§ What the task requires
From the records below, copy out each line that has the word "LayoutStats".

Source records
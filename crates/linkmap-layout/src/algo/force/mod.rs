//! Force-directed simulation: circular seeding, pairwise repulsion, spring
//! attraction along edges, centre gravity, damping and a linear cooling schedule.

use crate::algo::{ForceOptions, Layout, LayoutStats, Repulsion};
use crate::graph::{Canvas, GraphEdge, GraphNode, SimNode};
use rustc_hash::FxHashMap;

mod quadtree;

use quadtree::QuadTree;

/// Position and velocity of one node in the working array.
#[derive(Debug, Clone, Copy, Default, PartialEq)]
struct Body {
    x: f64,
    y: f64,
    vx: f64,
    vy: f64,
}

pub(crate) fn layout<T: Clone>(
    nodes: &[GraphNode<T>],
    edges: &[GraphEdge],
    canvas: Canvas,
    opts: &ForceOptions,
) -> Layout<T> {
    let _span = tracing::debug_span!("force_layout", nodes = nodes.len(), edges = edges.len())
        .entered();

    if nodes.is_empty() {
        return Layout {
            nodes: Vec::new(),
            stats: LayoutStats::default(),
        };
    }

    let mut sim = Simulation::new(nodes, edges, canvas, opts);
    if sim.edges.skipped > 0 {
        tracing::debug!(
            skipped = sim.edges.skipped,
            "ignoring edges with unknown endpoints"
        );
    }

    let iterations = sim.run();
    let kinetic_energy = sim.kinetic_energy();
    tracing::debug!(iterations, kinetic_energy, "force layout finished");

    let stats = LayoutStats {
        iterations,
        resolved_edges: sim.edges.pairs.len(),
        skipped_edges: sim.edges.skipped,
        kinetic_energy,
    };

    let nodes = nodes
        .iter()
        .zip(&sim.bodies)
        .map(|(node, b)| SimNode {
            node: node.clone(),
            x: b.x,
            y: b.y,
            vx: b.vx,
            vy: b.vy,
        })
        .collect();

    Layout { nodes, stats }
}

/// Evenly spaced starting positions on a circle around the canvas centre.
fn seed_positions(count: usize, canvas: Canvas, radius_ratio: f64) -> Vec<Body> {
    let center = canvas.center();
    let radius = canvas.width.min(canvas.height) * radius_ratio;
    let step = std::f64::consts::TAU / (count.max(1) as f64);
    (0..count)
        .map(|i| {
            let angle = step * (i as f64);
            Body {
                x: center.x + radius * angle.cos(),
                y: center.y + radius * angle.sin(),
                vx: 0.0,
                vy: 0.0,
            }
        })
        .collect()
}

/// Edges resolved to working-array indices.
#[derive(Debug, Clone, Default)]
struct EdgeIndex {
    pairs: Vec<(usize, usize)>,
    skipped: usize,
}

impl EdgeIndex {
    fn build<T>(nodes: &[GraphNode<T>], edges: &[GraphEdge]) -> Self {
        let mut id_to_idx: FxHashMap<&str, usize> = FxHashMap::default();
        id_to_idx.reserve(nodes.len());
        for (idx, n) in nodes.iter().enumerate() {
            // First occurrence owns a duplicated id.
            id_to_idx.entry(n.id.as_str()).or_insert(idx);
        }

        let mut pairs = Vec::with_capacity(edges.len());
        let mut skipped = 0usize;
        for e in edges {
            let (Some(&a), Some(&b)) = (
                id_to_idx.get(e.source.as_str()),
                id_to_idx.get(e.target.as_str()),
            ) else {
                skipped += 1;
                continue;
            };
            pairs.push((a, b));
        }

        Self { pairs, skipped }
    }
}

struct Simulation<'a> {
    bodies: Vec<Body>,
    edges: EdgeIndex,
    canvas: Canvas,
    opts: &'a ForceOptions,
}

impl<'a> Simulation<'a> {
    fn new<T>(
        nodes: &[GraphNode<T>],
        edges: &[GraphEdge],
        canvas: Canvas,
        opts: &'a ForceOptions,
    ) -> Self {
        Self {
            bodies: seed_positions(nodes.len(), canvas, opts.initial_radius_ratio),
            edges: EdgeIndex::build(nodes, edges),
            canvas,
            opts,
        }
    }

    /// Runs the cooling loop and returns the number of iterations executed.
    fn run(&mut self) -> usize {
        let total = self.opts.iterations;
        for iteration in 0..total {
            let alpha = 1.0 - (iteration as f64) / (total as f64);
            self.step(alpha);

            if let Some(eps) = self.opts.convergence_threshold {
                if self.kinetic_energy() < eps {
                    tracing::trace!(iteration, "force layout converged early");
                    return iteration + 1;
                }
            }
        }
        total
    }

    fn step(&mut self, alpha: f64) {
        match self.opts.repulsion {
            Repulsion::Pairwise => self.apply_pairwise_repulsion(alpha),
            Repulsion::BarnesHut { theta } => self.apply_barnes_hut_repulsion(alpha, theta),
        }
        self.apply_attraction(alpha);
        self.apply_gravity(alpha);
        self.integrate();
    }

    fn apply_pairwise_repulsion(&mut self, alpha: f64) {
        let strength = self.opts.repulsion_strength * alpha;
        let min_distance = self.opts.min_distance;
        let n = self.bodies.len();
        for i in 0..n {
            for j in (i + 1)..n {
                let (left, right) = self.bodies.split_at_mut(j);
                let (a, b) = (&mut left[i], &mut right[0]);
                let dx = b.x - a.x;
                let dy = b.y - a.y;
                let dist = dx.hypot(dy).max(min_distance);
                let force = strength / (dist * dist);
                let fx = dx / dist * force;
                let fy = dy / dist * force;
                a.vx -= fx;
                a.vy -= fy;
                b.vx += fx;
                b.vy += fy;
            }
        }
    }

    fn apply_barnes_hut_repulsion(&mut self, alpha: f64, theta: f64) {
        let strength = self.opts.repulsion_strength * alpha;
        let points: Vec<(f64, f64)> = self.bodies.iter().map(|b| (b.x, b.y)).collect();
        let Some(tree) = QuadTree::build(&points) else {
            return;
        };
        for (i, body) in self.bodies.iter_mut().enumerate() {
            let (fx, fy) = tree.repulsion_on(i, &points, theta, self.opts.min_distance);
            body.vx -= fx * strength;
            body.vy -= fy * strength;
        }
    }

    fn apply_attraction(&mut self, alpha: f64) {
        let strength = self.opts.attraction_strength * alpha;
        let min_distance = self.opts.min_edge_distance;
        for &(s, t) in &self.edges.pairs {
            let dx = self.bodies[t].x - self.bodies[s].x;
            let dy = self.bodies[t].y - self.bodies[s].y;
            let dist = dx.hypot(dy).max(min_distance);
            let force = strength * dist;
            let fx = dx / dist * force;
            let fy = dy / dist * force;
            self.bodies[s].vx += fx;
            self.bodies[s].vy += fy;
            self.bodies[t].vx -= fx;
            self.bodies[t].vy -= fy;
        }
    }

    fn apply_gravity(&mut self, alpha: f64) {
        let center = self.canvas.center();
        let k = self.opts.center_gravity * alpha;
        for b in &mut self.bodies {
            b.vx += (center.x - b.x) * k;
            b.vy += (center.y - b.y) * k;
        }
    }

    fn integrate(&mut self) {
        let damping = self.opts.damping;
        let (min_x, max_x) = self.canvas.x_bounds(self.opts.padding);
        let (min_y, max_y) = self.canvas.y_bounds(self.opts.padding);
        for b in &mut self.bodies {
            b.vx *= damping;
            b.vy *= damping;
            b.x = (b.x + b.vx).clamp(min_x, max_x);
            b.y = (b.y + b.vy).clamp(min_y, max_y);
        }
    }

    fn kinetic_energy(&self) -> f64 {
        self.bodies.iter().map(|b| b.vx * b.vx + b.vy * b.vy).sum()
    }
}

§ Completed task
use crate::algo::{ForceOptions, Layout, LayoutStats, Repulsion};
            stats: LayoutStats::default(),
    let stats = LayoutStats {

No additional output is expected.